Friday, 22 de November de 2024 ISSN 1519-7670 - Ano 24 - nº 1315

Bolsonaro espera um milagre que derrube a sua inelegibilidade e o salve da cadeia

São pífios os resultados das estratégias para salvar o prestígio do ex-presidente Foto: EBC

Vou abrir a nossa conversa repetindo o que tenho escrito a respeito do ex-presidente da República Jair Bolsonaro (PL) desde a semana seguinte em que começou a cumprir o seu mandato, em 1º de janeiro de 2019. Ele não é um gênio. Mas é um cara esperto, que sempre soube usar pessoas que o rodeiam e desfrutam do seu prestígio político para fazer o serviço sujo que o mantém competitivo na disputa política. Por enquanto, essa maneira de agir está dando certo. Prova disso é que o presidente do partido de Bolsonaro, Valdemar da Costa Neto, mantém o seu apoio ao ex-presidente e à ex-primeira-dama Michelle. O apoio significa pagar as contas do casal e os milionários honorários dos advogados que os defendem.
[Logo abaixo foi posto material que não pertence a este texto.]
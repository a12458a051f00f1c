//! Per-frame output and the display seam.

use serde::{Deserialize, Serialize};
use std::io;

use crate::bit::Bit;

/// Everything the display needs for one frame.
#[derive(Debug, Clone, Copy, PartialEq, Serialize, Deserialize)]
pub struct FrameSample {
    /// Ticks elapsed before this frame.
    pub tick: u64,
    /// Superframe phase, 0..60.
    pub frame: u8,
    /// Bit latched for the current window.
    pub bit: Option<Bit>,
    /// Overlay intensity, 0.0..=1.0.
    pub intensity: f32,
}

impl FrameSample {
    /// Overlay alpha byte, truncated like the reference renderer.
    pub fn alpha(&self) -> u8 {
        (self.intensity.clamp(0.0, 1.0) * 255.0) as u8
    }
}

/// Something that shows one intensity per tick.
///
/// Implementations must return quickly; they run inside the tick loop.
pub trait DisplaySurface {
    /// Shows `sample` for the current frame.
    fn present(&mut self, sample: &FrameSample) -> io::Result<()>;

    /// Called once when the transmitter stops.
    fn finish(&mut self) -> io::Result<()> {
        Ok(())
    }
}

impl<S: DisplaySurface + ?Sized> DisplaySurface for Box<S> {
    fn present(&mut self, sample: &FrameSample) -> io::Result<()> {
        (**self).present(sample)
    }

    fn finish(&mut self) -> io::Result<()> {
        (**self).finish()
    }
}
//! Fixed-rate tick source.

use flickercast_core::FRAME_RATE_HZ;
use std::time::Duration;
use tokio::time::{self, Interval, MissedTickBehavior};

/// Time between frames at the nominal rate.
pub fn frame_period() -> Duration {
    Duration::from_nanos(1_000_000_000 / u64::from(FRAME_RATE_HZ))
}

/// Interval firing once per frame.
///
/// Late ticks are skipped rather than replayed in a burst: a stalled loop
/// loses samples but never renders frames faster than the nominal rate.
/// Must be called inside a tokio runtime.
pub fn frame_interval() -> Interval {
    let mut interval = time::interval(frame_period());
    interval.set_missed_tick_behavior(MissedTickBehavior::Skip);
    interval
}

#[cfg(test)]
mod tests {
    use super::*;

    #[test]
    fn test_frame_period() {
        assert_eq!(frame_period(), Duration::from_nanos(16_666_666));
    }

    #[tokio::test(start_paused = true)]
    async fn test_interval_cadence() {
        let mut interval = frame_interval();
        let start = time::Instant::now();
        for _ in 0..61 {
            interval.tick().await;
        }
        let elapsed = start.elapsed();
        assert!(elapsed >= Duration::from_millis(999));
        assert!(elapsed <= Duration::from_millis(1001));
    }
}
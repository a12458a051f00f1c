//! Offline trace command
//!
//! Renders the intensity stream for a fixed set of commands without a clock,
//! so receivers can be developed against a known-good reference.

use anyhow::{bail, Context, Result};
use flickercast_core::{
    Bit, Command, DisplaySurface, FrameSample, TransmitterState, TxEvent, TxStats, POLL_WINDOW,
};
use serde::{Deserialize, Serialize};
use std::fs;
use std::process::ExitCode;
use std::str::FromStr;

use crate::config::{self, ConfigOverrides};
use crate::surface::TraceSurface;

/// Output format for the trace.
#[derive(Debug, Clone, Copy, PartialEq, Eq, Default)]
pub enum TraceFormat {
    /// One CSV row per frame.
    #[default]
    Csv,
    /// A single JSON document.
    Json,
}

impl FromStr for TraceFormat {
    type Err = String;

    fn from_str(s: &str) -> Result<Self, Self::Err> {
        match s {
            "csv" => Ok(TraceFormat::Csv),
            "json" => Ok(TraceFormat::Json),
            other => Err(format!("unknown trace format '{}'", other)),
        }
    }
}

/// Options for the `trace` command.
#[derive(Debug, Clone, Default)]
pub struct TraceOptions {
    /// Words to queue, in order.
    pub words: Vec<String>,
    /// Start a BER test before the words.
    pub ber: bool,
    /// Hold a manual override.
    pub override_bit: Option<Bit>,
    /// Exact number of frames to render.
    pub frames: Option<u64>,
    /// Output format.
    pub format: TraceFormat,
    /// Output path (default: stdout).
    pub output: Option<String>,
    /// Path to a JSON config file.
    pub config: Option<String>,
    /// Flag overrides.
    pub overrides: ConfigOverrides,
}

/// JSON trace document.
#[derive(Debug, Clone, Serialize, Deserialize)]
pub struct TraceOutput {
    /// Number of frames rendered.
    pub frame_count: u64,
    /// Bit latched in each poll window (`null` when idle).
    pub window_bits: Vec<Option<Bit>>,
    /// BLAKE3 digest of the intensity stream.
    pub digest: String,
    /// Transmitter counters after rendering.
    pub stats: TxStats,
    /// Every frame.
    pub samples: Vec<FrameSample>,
}

/// Run the trace command.
///
/// # Returns
/// Exit code: 0 on success
pub fn run(options: &TraceOptions) -> Result<ExitCode> {
    if options.override_bit.is_some() && options.frames.is_none() {
        bail!("--override never goes idle; pass --frames to bound the trace");
    }

    let config = config::resolve(options.config.as_deref(), &options.overrides)?;
    let mut state = TransmitterState::new(config);
    prime(&mut state, options)?;

    let (samples, stats) = render(state, options.frames)?;
    let text = match options.format {
        TraceFormat::Csv => to_csv(&samples)?,
        TraceFormat::Json => serde_json::to_string_pretty(&to_output(samples, stats))?,
    };

    match &options.output {
        Some(path) => fs::write(path, &text)
            .with_context(|| format!("Failed to write trace: {}", path))?,
        None => print!("{}", text),
    }
    Ok(ExitCode::SUCCESS)
}

/// Applies the requested commands to a fresh transmitter.
fn prime(state: &mut TransmitterState, options: &TraceOptions) -> Result<()> {
    if options.ber {
        state.apply(Command::StartBer);
    }
    for word in &options.words {
        if let Some(TxEvent::WordRejected { error, .. }) =
            state.apply(Command::EnqueueWord(word.clone()))
        {
            bail!("cannot encode {:?}: {} [{}]", word, error, error.code());
        }
    }
    if let Some(bit) = options.override_bit {
        state.apply(Command::SetOverride(bit));
    }
    Ok(())
}

/// Frames needed for a fresh transmitter to send every pending BER and word
/// bit and come to rest: one poll window per bit, at least one window.
pub fn settle_frames(state: &TransmitterState) -> u64 {
    let source = state.source();
    let bits = u64::from(source.ber_remaining()) + source.queued_bits() as u64;
    bits.max(1) * u64::from(POLL_WINDOW)
}

/// Ticks `state` for `frames` frames, or until it settles.
///
/// Without an explicit frame count a transmitter that never settles (a held
/// override) is an error.
pub fn render(
    mut state: TransmitterState,
    frames: Option<u64>,
) -> Result<(Vec<FrameSample>, TxStats)> {
    let limit = frames.unwrap_or_else(|| settle_frames(&state));
    let mut samples = Vec::new();
    while (samples.len() as u64) < limit {
        if frames.is_none() && state.is_settled() {
            break;
        }
        samples.push(state.tick().sample);
    }
    if frames.is_none() && !state.is_settled() {
        bail!(
            "transmitter still busy after {} frames; pass --frames to bound the trace",
            samples.len()
        );
    }
    Ok((samples, state.stats().clone()))
}

/// BLAKE3 digest over the little-endian intensity values.
pub fn intensity_digest(samples: &[FrameSample]) -> String {
    let mut hasher = blake3::Hasher::new();
    for sample in samples {
        hasher.update(&sample.intensity.to_le_bytes());
    }
    hasher.finalize().to_hex().to_string()
}

fn to_csv(samples: &[FrameSample]) -> Result<String> {
    let mut surface = TraceSurface::new(Vec::new());
    for sample in samples {
        surface.present(sample)?;
    }
    surface.finish()?;
    String::from_utf8(surface.into_inner()).context("Trace is not valid UTF-8")
}

fn to_output(samples: Vec<FrameSample>, stats: TxStats) -> TraceOutput {
    let window_bits = samples
        .iter()
        .filter(|s| s.frame % POLL_WINDOW == 0)
        .map(|s| s.bit)
        .collect();
    TraceOutput {
        frame_count: samples.len() as u64,
        window_bits,
        digest: intensity_digest(&samples),
        stats,
        samples,
    }
}

#[cfg(test)]
mod tests {
    use super::*;
    use pretty_assertions::assert_eq;

    fn options(words: &[&str]) -> TraceOptions {
        TraceOptions {
            words: words.iter().map(|w| w.to_string()).collect(),
            ..TraceOptions::default()
        }
    }

    fn primed(options: &TraceOptions) -> TransmitterState {
        let mut state = TransmitterState::default();
        prime(&mut state, options).unwrap();
        state
    }

    #[test]
    fn test_word_renders_until_settled() {
        let (samples, stats) = render(primed(&options(&["A"])), None).unwrap();
        assert_eq!(samples.len(), 8 * 12);
        assert_eq!(stats.word_bits, 8);

        let output = to_output(samples, stats);
        let bits: Vec<u8> = output.window_bits.iter().flatten().map(|b| b.as_u8()).collect();
        assert_eq!(bits, vec![0, 1, 0, 0, 0, 0, 0, 1]);
        assert_eq!(output.digest.len(), 64);
    }

    #[test]
    fn test_idle_trace_is_one_window() {
        let (samples, _) = render(TransmitterState::default(), None).unwrap();
        assert_eq!(samples.len(), 12);
        assert!(samples.iter().all(|s| s.intensity == 0.0));
    }

    #[test]
    fn test_explicit_frame_count() {
        let opts = TraceOptions {
            override_bit: Some(Bit::Zero),
            frames: Some(30),
            ..TraceOptions::default()
        };
        let (samples, stats) = render(primed(&opts), opts.frames).unwrap();
        assert_eq!(samples.len(), 30);
        assert_eq!(stats.override_bits, 3);
    }

    #[test]
    fn test_digest_is_deterministic() {
        let (a, _) = render(primed(&options(&["hi"])), None).unwrap();
        let (b, _) = render(primed(&options(&["hi"])), None).unwrap();
        let (c, _) = render(primed(&options(&["ho"])), None).unwrap();
        assert_eq!(intensity_digest(&a), intensity_digest(&b));
        assert_ne!(intensity_digest(&a), intensity_digest(&c));
    }

    #[test]
    fn test_long_input_renders_every_bit() {
        let long = "x".repeat(400);
        let opts = TraceOptions {
            words: vec![long],
            ber: true,
            ..TraceOptions::default()
        };
        let state = primed(&opts);
        assert_eq!(settle_frames(&state), (200 + 3200) * 12);

        let (samples, stats) = render(state, None).unwrap();
        assert_eq!(samples.len() as u64, (200 + 3200) * 12);
        assert_eq!(stats.word_bits, 3200);
        assert_eq!(stats.ber_bits, 200);
    }

    #[test]
    fn test_unbounded_override_is_an_error() {
        let mut state = TransmitterState::default();
        state.apply(Command::SetOverride(Bit::One));
        let err = render(state, None).unwrap_err();
        assert!(err.to_string().contains("--frames"));
    }

    #[test]
    fn test_rejected_word_is_an_error() {
        let mut state = TransmitterState::default();
        let err = prime(&mut state, &options(&["ok", "✓"])).unwrap_err();
        assert!(err.to_string().contains("ENC_001"));
    }

    #[test]
    fn test_override_requires_frames() {
        let opts = TraceOptions {
            override_bit: Some(Bit::One),
            ..TraceOptions::default()
        };
        assert!(run(&opts).is_err());
    }

    #[test]
    fn test_csv_header_and_rows() {
        let (samples, _) = render(primed(&options(&["A"])), None).unwrap();
        let csv = to_csv(&samples).unwrap();
        let mut lines = csv.lines();
        assert_eq!(lines.next(), Some("tick,frame,bit,intensity,alpha"));
        assert_eq!(lines.next(), Some("0,0,0,0.00,0"));
        assert_eq!(lines.next(), Some("1,1,0,0.10,25"));
        assert_eq!(csv.lines().count(), 1 + 96);
    }

    #[test]
    fn test_writes_json_file() {
        let tmp = tempfile::tempdir().unwrap();
        let path = tmp.path().join("trace.json");
        let opts = TraceOptions {
            words: vec!["A".to_string()],
            format: TraceFormat::Json,
            output: Some(path.to_string_lossy().to_string()),
            ..TraceOptions::default()
        };
        run(&opts).unwrap();

        let parsed: TraceOutput =
            serde_json::from_str(&fs::read_to_string(&path).unwrap()).unwrap();
        assert_eq!(parsed.frame_count, 96);
        assert_eq!(parsed.samples.len(), 96);
        assert_eq!(parsed.stats.words_queued, 1);
    }
}
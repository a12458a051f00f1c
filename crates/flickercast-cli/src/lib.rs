//! flickercast CLI library.
//!
//! This crate hosts the collaborators around the signaling core: the
//! operator console, the fixed-rate tick source, display surfaces and the
//! `run`, `trace` and `info` commands.

pub mod commands;
pub mod config;
pub mod console;
pub mod surface;
pub mod ticker;
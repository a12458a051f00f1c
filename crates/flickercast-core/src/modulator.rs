//! Binary FSK intensity modulator.
//!
//! Each bit selects a pulse train on the global frame counter:
//!
//! | bit | pulse when          | rate at 60 fps |
//! |-----|---------------------|----------------|
//! | 0   | `frame % 4 == 1`    | 15 Hz          |
//! | 1   | `frame % 3 == 2`    | 20 Hz          |
//!
//! Both periods divide the superframe length, so the phase is exact integer
//! arithmetic. The frame is never reset at a window boundary; receivers rely
//! on this fixed alignment.

use serde::{Deserialize, Serialize};
use std::fmt;

use crate::bit::Bit;
use crate::clock::FRAME_RATE_HZ;

/// Overlay depth. Always exactly one of two levels.
#[derive(Debug, Clone, Copy, Default, PartialEq, Eq, Hash, Serialize, Deserialize)]
#[serde(rename_all = "snake_case")]
pub enum Amplitude {
    /// 0.1 intensity.
    #[default]
    Low,
    /// 0.5 intensity.
    High,
}

impl Amplitude {
    /// Intensity emitted on a pulse frame.
    pub fn level(self) -> f32 {
        match self {
            Amplitude::Low => 0.1,
            Amplitude::High => 0.5,
        }
    }

    /// The other level.
    pub fn toggled(self) -> Self {
        match self {
            Amplitude::Low => Amplitude::High,
            Amplitude::High => Amplitude::Low,
        }
    }
}

impl fmt::Display for Amplitude {
    fn fmt(&self, f: &mut fmt::Formatter<'_>) -> fmt::Result {
        match self {
            Amplitude::Low => write!(f, "low ({})", self.level()),
            Amplitude::High => write!(f, "high ({})", self.level()),
        }
    }
}

impl std::str::FromStr for Amplitude {
    type Err = String;

    fn from_str(s: &str) -> Result<Self, Self::Err> {
        match s {
            "low" | "0.1" => Ok(Amplitude::Low),
            "high" | "0.5" => Ok(Amplitude::High),
            other => Err(format!("unknown amplitude '{}': expected low or high", other)),
        }
    }
}

/// Pulse train assigned to a bit.
#[derive(Debug, Clone, Copy, PartialEq, Eq)]
pub struct Carrier {
    /// Frames between pulses.
    pub period: u32,
    /// Frame offset of the pulse within the period.
    pub phase: u32,
}

impl Carrier {
    /// Carrier used for `bit`.
    pub const fn for_bit(bit: Bit) -> Self {
        match bit {
            Bit::Zero => Carrier {
                period: 4,
                phase: 1,
            },
            Bit::One => Carrier {
                period: 3,
                phase: 2,
            },
        }
    }

    /// True when `frame` carries a pulse.
    pub fn pulses_at(&self, frame: u32) -> bool {
        frame % self.period == self.phase
    }

    /// Pulse rate at the nominal frame rate.
    pub fn frequency_hz(&self) -> f64 {
        FRAME_RATE_HZ as f64 / self.period as f64
    }
}

/// Intensity emitted for `frame` while `latched` is on air.
///
/// Returns `amplitude` on carrier pulse frames and 0.0 otherwise; with no
/// latched bit there is no carrier and every frame is 0.0.
pub fn intensity(latched: Option<Bit>, frame: u32, amplitude: f32) -> f32 {
    match latched {
        Some(bit) if Carrier::for_bit(bit).pulses_at(frame) => amplitude,
        _ => 0.0,
    }
}
//! Configuration loading for CLI commands.
//!
//! A JSON file supplies the base [`TransmitterConfig`]; command-line flags
//! override individual fields.

use anyhow::{Context, Result};
use flickercast_core::{Amplitude, TransmitterConfig};
use std::path::Path;

/// Field overrides taken from command-line flags.
#[derive(Debug, Clone, Default)]
pub struct ConfigOverrides {
    /// `--amplitude`
    pub amplitude: Option<Amplitude>,
    /// `--ber-length`
    pub ber_length: Option<u32>,
    /// `--pad-zero-bits`
    pub pad_zero_bits: Option<u32>,
    /// `--release-override-on-word`
    pub release_override_on_word: bool,
}

/// Parse a transmitter config from a JSON file.
pub fn load_config(path: &Path) -> Result<TransmitterConfig> {
    let content = std::fs::read_to_string(path)
        .with_context(|| format!("Failed to read config file: {}", path.display()))?;
    TransmitterConfig::from_json(&content)
        .with_context(|| format!("Invalid config file: {}", path.display()))
}

/// Builds the effective config from an optional file plus overrides.
pub fn resolve(path: Option<&str>, overrides: &ConfigOverrides) -> Result<TransmitterConfig> {
    let mut config = match path {
        Some(path) => load_config(Path::new(path))?,
        None => TransmitterConfig::default(),
    };

    if let Some(amplitude) = overrides.amplitude {
        config.initial_amplitude = amplitude;
    }
    if let Some(length) = overrides.ber_length {
        config.ber_length = length;
    }
    if let Some(bits) = overrides.pad_zero_bits {
        config.pad_zero_bits = bits;
    }
    if overrides.release_override_on_word {
        config.release_override_on_word = true;
    }

    config.validate().context("Invalid transmitter settings")?;
    Ok(config)
}

#[cfg(test)]
mod tests {
    use super::*;
    use std::fs;

    #[test]
    fn test_defaults_without_file() {
        let config = resolve(None, &ConfigOverrides::default()).unwrap();
        assert_eq!(config, TransmitterConfig::default());
    }

    #[test]
    fn test_file_then_overrides() {
        let tmp = tempfile::tempdir().unwrap();
        let path = tmp.path().join("tx.json");
        fs::write(&path, r#"{"ber_length": 50, "pad_zero_bits": 8}"#).unwrap();

        let overrides = ConfigOverrides {
            ber_length: Some(20),
            amplitude: Some(Amplitude::High),
            ..ConfigOverrides::default()
        };
        let config = resolve(path.to_str(), &overrides).unwrap();
        assert_eq!(config.ber_length, 20);
        assert_eq!(config.pad_zero_bits, 8);
        assert_eq!(config.initial_amplitude, Amplitude::High);
    }

    #[test]
    fn test_missing_file_reports_path() {
        let err = resolve(Some("/nonexistent/tx.json"), &ConfigOverrides::default()).unwrap_err();
        assert!(format!("{:#}", err).contains("/nonexistent/tx.json"));
    }

    #[test]
    fn test_invalid_override_rejected() {
        let overrides = ConfigOverrides {
            ber_length: Some(0),
            ..ConfigOverrides::default()
        };
        assert!(resolve(None, &overrides).is_err());
    }

    #[test]
    fn test_malformed_file() {
        let tmp = tempfile::tempdir().unwrap();
        let path = tmp.path().join("bad.json");
        fs::write(&path, "{ not json").unwrap();
        let err = load_config(&path).unwrap_err();
        assert!(format!("{:#}", err).contains("failed to parse config"));
    }
}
Costa Neto é considerado uma velha raposa da política brasileira, como os editores nos tempos das barulhentas máquinas de escrever nas redações descreviam uma pessoa calejada na arte da disputa partidária. Ele já teria caído fora se tivesse avaliado que o risco Bolsonaro é grande o suficiente para prejudicar o partido.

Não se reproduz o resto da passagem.